== Segment start ==

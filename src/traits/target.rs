//! Read-only view of the element an interaction originated from.

use crate::models::ElementKind;

/// An element as seen by the classifier.
///
/// Hosts implement this over whatever node handle their page exposes. The
/// classifier only ever reads through it.
///
/// # Example
///
/// ```ignore
/// use ujs_intercept::traits::InteractionTarget;
/// use ujs_intercept::models::ElementKind;
///
/// // Event delegation: a click on a <span> inside a link resolves to the link.
/// let link = span.closest(&ElementKind::Anchor);
/// ```
pub trait InteractionTarget: Clone {
    /// What kind of element this is.
    fn kind(&self) -> ElementKind;

    /// Raw attribute value, or `None` when the attribute is absent.
    fn attribute(&self, name: &str) -> Option<String>;

    /// The parent element, or `None` at the root.
    fn parent(&self) -> Option<Self>;

    /// Nearest element of `kind`, starting with `self` and walking up.
    ///
    /// The search only ever matches the requested kind; it never stops at
    /// an intermediate element of another kind.
    fn closest(&self, kind: &ElementKind) -> Option<Self> {
        let mut current = Some(self.clone());
        let mut depth = 0usize;
        while let Some(node) = current {
            if &node.kind() == kind {
                tracing::trace!(kind = %kind, depth, "closest match");
                return Some(node);
            }
            current = node.parent();
            depth += 1;
        }
        tracing::trace!(kind = %kind, depth, "no ancestor of kind");
        None
    }
}
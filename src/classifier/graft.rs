//! Graft query extraction.
//!
//! A graft visit is signalled by a reserved query key whose value is a
//! dotted path into the page (`/posts?bzq=data.comments`). Only the presence
//! of a non-empty value matters to the classifier.

/// Decoded value of the first `key` in `url`'s query string.
///
/// Works on relative and absolute URLs alike. The fragment is ignored and
/// the query is decoded as `application/x-www-form-urlencoded`.
pub fn query_param(url: &str, key: &str) -> Option<String> {
    let without_fragment = url.split('#').next().unwrap_or_default();
    let (_, query) = without_fragment.split_once('?')?;

    url::form_urlencoded::parse(query.as_bytes())
        .find(|(k, _)| k == key)
        .map(|(_, v)| v.into_owned())
}

/// The graft path carried by `url`, if `param` is present with a value.
pub fn graft_path(url: &str, param: &str) -> Option<String> {
    query_param(url, param).filter(|path| !path.is_empty())
}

== Segment end ==

All lines from the one that holds "return Some(node);" through the end of the material, both ends included, should be restated exactly.

• [Exercise solution]:
                return Some(node);
            }
            current = node.parent();
            depth += 1;
        }
        tracing::trace!(kind = %kind, depth, "no ancestor of kind");
        None
    }
}
filename src/classifier/graft.rs
//! Graft query extraction.
//!
//! A graft visit is signalled by a reserved query key whose value is a
//! dotted path into the page (`/posts?bzq=data.comments`). Only the presence
//! of a non-empty value matters to the classifier.

/// Decoded value of the first `key` in `url`'s query string.
///
/// Works on relative and absolute URLs alike. The fragment is ignored and
/// the query is decoded as `application/x-www-form-urlencoded`.
pub fn query_param(url: &str, key: &str) -> Option<String> {
    let without_fragment = url.split('#').next().unwrap_or_default();
    let (_, query) = without_fragment.split_once('?')?;

    url::form_urlencoded::parse(query.as_bytes())
        .find(|(k, _)| k == key)
        .map(|(_, v)| v.into_owned())
}

/// The graft path carried by `url`, if `param` is present with a value.
pub fn graft_path(url: &str, param: &str) -> Option<String> {
    query_param(url, param).filter(|path| !path.is_empty())
}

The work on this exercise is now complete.